### What to work on
From the first record to the last, write each one out again exactly.

(Stored data)

-- Opening Marker --

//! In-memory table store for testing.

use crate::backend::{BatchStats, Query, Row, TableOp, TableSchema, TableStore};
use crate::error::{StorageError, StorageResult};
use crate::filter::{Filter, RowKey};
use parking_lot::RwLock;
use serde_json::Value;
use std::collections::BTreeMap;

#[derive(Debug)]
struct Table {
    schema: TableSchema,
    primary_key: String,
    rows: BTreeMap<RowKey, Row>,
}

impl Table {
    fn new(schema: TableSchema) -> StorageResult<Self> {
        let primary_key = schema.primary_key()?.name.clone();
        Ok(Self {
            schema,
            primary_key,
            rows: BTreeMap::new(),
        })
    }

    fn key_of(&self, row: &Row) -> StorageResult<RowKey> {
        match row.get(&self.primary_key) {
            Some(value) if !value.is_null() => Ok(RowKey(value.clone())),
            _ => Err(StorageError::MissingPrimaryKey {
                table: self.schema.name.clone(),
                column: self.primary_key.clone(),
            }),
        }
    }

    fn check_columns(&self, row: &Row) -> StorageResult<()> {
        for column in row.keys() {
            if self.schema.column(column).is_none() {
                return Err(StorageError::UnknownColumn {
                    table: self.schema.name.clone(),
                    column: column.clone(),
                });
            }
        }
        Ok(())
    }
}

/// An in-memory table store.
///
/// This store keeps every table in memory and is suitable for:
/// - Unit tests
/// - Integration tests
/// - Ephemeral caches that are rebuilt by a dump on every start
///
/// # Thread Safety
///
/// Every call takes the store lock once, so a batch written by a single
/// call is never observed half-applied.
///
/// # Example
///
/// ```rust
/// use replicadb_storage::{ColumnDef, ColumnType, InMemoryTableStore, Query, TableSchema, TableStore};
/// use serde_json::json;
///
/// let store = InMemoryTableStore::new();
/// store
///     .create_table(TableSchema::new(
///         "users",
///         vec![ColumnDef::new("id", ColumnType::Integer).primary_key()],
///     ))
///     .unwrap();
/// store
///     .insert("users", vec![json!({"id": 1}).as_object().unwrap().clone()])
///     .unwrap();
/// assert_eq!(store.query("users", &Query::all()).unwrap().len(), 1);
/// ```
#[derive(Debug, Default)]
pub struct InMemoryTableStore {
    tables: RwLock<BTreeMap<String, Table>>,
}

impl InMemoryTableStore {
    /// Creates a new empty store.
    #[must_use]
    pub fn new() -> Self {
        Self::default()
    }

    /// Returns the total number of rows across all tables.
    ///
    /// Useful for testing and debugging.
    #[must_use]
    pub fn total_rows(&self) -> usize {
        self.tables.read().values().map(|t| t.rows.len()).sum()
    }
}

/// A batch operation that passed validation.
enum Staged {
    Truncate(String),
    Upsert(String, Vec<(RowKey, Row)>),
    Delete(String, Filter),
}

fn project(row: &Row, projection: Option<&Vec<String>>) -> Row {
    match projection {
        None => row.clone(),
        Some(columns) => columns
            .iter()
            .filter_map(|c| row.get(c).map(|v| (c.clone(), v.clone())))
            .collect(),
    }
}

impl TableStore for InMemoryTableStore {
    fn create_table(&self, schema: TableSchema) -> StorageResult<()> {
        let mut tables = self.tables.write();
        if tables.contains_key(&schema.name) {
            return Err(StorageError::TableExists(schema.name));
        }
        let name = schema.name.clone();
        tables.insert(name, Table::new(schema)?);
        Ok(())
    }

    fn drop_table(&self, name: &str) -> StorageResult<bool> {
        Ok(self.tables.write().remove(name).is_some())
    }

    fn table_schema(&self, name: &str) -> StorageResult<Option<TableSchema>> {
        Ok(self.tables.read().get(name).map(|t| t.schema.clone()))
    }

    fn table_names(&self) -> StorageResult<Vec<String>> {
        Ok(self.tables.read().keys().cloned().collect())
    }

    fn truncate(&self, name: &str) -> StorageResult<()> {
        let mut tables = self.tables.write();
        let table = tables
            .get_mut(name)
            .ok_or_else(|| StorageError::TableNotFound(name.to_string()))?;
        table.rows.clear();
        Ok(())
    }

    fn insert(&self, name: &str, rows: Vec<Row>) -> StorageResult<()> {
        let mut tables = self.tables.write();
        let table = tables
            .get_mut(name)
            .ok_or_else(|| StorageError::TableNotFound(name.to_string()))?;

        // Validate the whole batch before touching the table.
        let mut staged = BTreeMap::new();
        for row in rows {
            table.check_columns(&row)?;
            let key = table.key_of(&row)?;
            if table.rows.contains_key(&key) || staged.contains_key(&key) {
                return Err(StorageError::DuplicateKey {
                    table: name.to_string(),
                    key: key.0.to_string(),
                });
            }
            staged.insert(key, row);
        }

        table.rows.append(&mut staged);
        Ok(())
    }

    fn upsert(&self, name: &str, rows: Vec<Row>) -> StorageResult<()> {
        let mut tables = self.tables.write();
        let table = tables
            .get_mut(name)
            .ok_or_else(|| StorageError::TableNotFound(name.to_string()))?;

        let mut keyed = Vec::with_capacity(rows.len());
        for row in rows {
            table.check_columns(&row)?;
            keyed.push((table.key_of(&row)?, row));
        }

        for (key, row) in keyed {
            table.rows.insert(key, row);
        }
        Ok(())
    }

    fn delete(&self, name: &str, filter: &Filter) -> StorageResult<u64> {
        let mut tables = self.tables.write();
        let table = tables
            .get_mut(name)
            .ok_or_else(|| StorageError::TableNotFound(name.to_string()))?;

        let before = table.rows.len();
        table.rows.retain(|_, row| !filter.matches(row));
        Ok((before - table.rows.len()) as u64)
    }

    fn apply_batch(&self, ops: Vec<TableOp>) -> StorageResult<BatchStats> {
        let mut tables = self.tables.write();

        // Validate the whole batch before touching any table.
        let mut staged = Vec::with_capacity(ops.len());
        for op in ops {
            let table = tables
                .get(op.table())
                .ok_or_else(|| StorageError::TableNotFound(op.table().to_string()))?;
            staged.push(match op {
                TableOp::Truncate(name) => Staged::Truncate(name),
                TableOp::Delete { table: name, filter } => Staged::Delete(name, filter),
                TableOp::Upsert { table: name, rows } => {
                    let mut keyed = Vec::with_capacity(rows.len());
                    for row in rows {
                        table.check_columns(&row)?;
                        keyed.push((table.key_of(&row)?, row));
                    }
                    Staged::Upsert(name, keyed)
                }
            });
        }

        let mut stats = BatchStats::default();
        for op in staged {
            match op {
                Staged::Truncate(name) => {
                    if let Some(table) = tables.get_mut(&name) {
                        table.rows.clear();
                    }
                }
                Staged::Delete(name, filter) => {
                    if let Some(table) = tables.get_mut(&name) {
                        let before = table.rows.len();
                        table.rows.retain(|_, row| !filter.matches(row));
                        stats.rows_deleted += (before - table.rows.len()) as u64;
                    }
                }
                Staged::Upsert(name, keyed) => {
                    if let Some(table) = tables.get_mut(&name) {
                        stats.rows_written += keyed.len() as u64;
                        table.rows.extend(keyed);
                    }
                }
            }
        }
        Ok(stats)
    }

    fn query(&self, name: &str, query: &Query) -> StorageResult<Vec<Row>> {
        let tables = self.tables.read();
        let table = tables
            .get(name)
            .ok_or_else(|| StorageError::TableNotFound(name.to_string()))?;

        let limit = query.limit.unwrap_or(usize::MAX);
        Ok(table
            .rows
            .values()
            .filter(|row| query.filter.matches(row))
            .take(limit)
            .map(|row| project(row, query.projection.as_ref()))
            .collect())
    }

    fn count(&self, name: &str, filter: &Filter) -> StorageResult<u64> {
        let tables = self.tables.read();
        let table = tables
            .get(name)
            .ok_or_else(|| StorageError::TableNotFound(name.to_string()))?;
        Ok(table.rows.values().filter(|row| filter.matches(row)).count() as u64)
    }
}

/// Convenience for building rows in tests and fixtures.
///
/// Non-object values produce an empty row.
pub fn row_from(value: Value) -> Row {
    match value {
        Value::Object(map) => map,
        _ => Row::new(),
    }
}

-- Closing Marker --

### Answer for this exercise
//! In-memory table store for testing.

use crate::backend::{BatchStats, Query, Row, TableOp, TableSchema, TableStore};
use crate::error::{StorageError, StorageResult};
use crate::filter::{Filter, RowKey};
use parking_lot::RwLock;
use serde_json::Value;
use std::collections::BTreeMap;

#[derive(Debug)]
struct Table {
    schema: TableSchema,
    primary_key: String,
    rows: BTreeMap<RowKey, Row>,
}

impl Table {
    fn new(schema: TableSchema) -> StorageResult<Self> {
        let primary_key = schema.primary_key()?.name.clone();
        Ok(Self {
            schema,
            primary_key,
            rows: BTreeMap::new(),
        })
    }

    fn key_of(&self, row: &Row) -> StorageResult<RowKey> {
        match row.get(&self.primary_key) {
            Some(value) if !value.is_null() => Ok(RowKey(value.clone())),
            _ => Err(StorageError::MissingPrimaryKey {
                table: self.schema.name.clone(),
                column: self.primary_key.clone(),
            }),
        }
    }

    fn check_columns(&self, row: &Row) -> StorageResult<()> {
        for column in row.keys() {
            if self.schema.column(column).is_none() {
                return Err(StorageError::UnknownColumn {
                    table: self.schema.name.clone(),
                    column: column.clone(),
                });
            }
        }
        Ok(())
    }
}

/// An in-memory table store.
///
/// This store keeps every table in memory and is suitable for:
/// - Unit tests
/// - Integration tests
/// - Ephemeral caches that are rebuilt by a dump on every start
///
/// # Thread Safety
///
/// Every call takes the store lock once, so a batch written by a single
/// call is never observed half-applied.
///
/// # Example
///
/// ```rust
/// use replicadb_storage::{ColumnDef, ColumnType, InMemoryTableStore, Query, TableSchema, TableStore};
/// use serde_json::json;
///
/// let store = InMemoryTableStore::new();
/// store
///     .create_table(TableSchema::new(
///         "users",
///         vec![ColumnDef::new("id", ColumnType::Integer).primary_key()],
///     ))
///     .unwrap();
/// store
///     .insert("users", vec![json!({"id": 1}).as_object().unwrap().clone()])
///     .unwrap();
/// assert_eq!(store.query("users", &Query::all()).unwrap().len(), 1);
/// ```
#[derive(Debug, Default)]
pub struct InMemoryTableStore {
    tables: RwLock<BTreeMap<String, Table>>,
}

impl InMemoryTableStore {
    /// Creates a new empty store.
    #[must_use]
    pub fn new() -> Self {
        Self::default()
    }

    /// Returns the total number of rows across all tables.
    ///
    /// Useful for testing and debugging.
    #[must_use]
    pub fn total_rows(&self) -> usize {
        self.tables.read().values().map(|t| t.rows.len()).sum()
    }
}

/// A batch operation that passed validation.
enum Staged {
    Truncate(String),
    Upsert(String, Vec<(RowKey, Row)>),
    Delete(String, Filter),
}

fn project(row: &Row, projection: Option<&Vec<String>>) -> Row {
    match projection {
        None => row.clone(),
        Some(columns) => columns
            .iter()
            .filter_map(|c| row.get(c).map(|v| (c.clone(), v.clone())))
            .collect(),
    }
}

impl TableStore for InMemoryTableStore {
    fn create_table(&self, schema: TableSchema) -> StorageResult<()> {
        let mut tables = self.tables.write();
        if tables.contains_key(&schema.name) {
            return Err(StorageError::TableExists(schema.name));
        }
        let name = schema.name.clone();
        tables.insert(name, Table::new(schema)?);
        Ok(())
    }

    fn drop_table(&self, name: &str) -> StorageResult<bool> {
        Ok(self.tables.write().remove(name).is_some())
    }

    fn table_schema(&self, name: &str) -> StorageResult<Option<TableSchema>> {
        Ok(self.tables.read().get(name).map(|t| t.schema.clone()))
    }

    fn table_names(&self) -> StorageResult<Vec<String>> {
        Ok(self.tables.read().keys().cloned().collect())
    }

    fn truncate(&self, name: &str) -> StorageResult<()> {
        let mut tables = self.tables.write();
        let table = tables
            .get_mut(name)
            .ok_or_else(|| StorageError::TableNotFound(name.to_string()))?;
        table.rows.clear();
        Ok(())
    }

    fn insert(&self, name: &str, rows: Vec<Row>) -> StorageResult<()> {
        let mut tables = self.tables.write();
        let table = tables
            .get_mut(name)
            .ok_or_else(|| StorageError::TableNotFound(name.to_string()))?;

        // Validate the whole batch before touching the table.
        let mut staged = BTreeMap::new();
        for row in rows {
            table.check_columns(&row)?;
            let key = table.key_of(&row)?;
            if table.rows.contains_key(&key) || staged.contains_key(&key) {
                return Err(StorageError::DuplicateKey {
                    table: name.to_string(),
                    key: key.0.to_string(),
                });
            }
            staged.insert(key, row);
        }

        table.rows.append(&mut staged);
        Ok(())
    }

    fn upsert(&self, name: &str, rows: Vec<Row>) -> StorageResult<()> {
        let mut tables = self.tables.write();
        let table = tables
            .get_mut(name)
            .ok_or_else(|| StorageError::TableNotFound(name.to_string()))?;

        let mut keyed = Vec::with_capacity(rows.len());
        for row in rows {
            table.check_columns(&row)?;
            keyed.push((table.key_of(&row)?, row));
        }

        for (key, row) in keyed {
            table.rows.insert(key, row);
        }
        Ok(())
    }

    fn delete(&self, name: &str, filter: &Filter) -> StorageResult<u64> {
        let mut tables = self.tables.write();
        let table = tables
            .get_mut(name)
            .ok_or_else(|| StorageError::TableNotFound(name.to_string()))?;

        let before = table.rows.len();
        table.rows.retain(|_, row| !filter.matches(row));
        Ok((before - table.rows.len()) as u64)
    }

    fn apply_batch(&self, ops: Vec<TableOp>) -> StorageResult<BatchStats> {
        let mut tables = self.tables.write();

        // Validate the whole batch before touching any table.
        let mut staged = Vec::with_capacity(ops.len());
        for op in ops {
            let table = tables
                .get(op.table())
                .ok_or_else(|| StorageError::TableNotFound(op.table().to_string()))?;
            staged.push(match op {
                TableOp::Truncate(name) => Staged::Truncate(name),
                TableOp::Delete { table: name, filter } => Staged::Delete(name, filter),
                TableOp::Upsert { table: name, rows } => {
                    let mut keyed = Vec::with_capacity(rows.len());
                    for row in rows {
                        table.check_columns(&row)?;
                        keyed.push((table.key_of(&row)?, row));
                    }
                    Staged::Upsert(name, keyed)
                }
            });
        }

        let mut stats = BatchStats::default();
        for op in staged {
            match op {
                Staged::Truncate(name) => {
                    if let Some(table) = tables.get_mut(&name) {
                        table.rows.clear();
                    }
                }
                Staged::Delete(name, filter) => {
                    if let Some(table) = tables.get_mut(&name) {
                        let before = table.rows.len();
                        table.rows.retain(|_, row| !filter.matches(row));
                        stats.rows_deleted += (before - table.rows.len()) as u64;
                    }
                }
                Staged::Upsert(name, keyed) => {
                    if let Some(table) = tables.get_mut(&name) {
                        stats.rows_written += keyed.len() as u64;
                        table.rows.extend(keyed);
                    }
                }
            }
        }
        Ok(stats)
    }

    fn query(&self, name: &str, query: &Query) -> StorageResult<Vec<Row>> {
        let tables = self.tables.read();
        let table = tables
            .get(name)
            .ok_or_else(|| StorageError::TableNotFound(name.to_string()))?;

        let limit = query.limit.unwrap_or(usize::MAX);
        Ok(table
            .rows
            .values()
            .filter(|row| query.filter.matches(row))
            .take(limit)
            .map(|row| project(row, query.projection.as_ref()))
            .collect())
    }

    fn count(&self, name: &str, filter: &Filter) -> StorageResult<u64> {
        let tables = self.tables.read();
        let table = tables
            .get(name)
            .ok_or_else(|| StorageError::TableNotFound(name.to_string()))?;
        Ok(table.rows.values().filter(|row| filter.matches(row)).count() as u64)
    }
}

/// Convenience for building rows in tests and fixtures.
///
/// Non-object values produce an empty row.
pub fn row_from(value: Value) -> Row {
    match value {
        Value::Object(map) => map,
        _ => Row::new(),
    }
}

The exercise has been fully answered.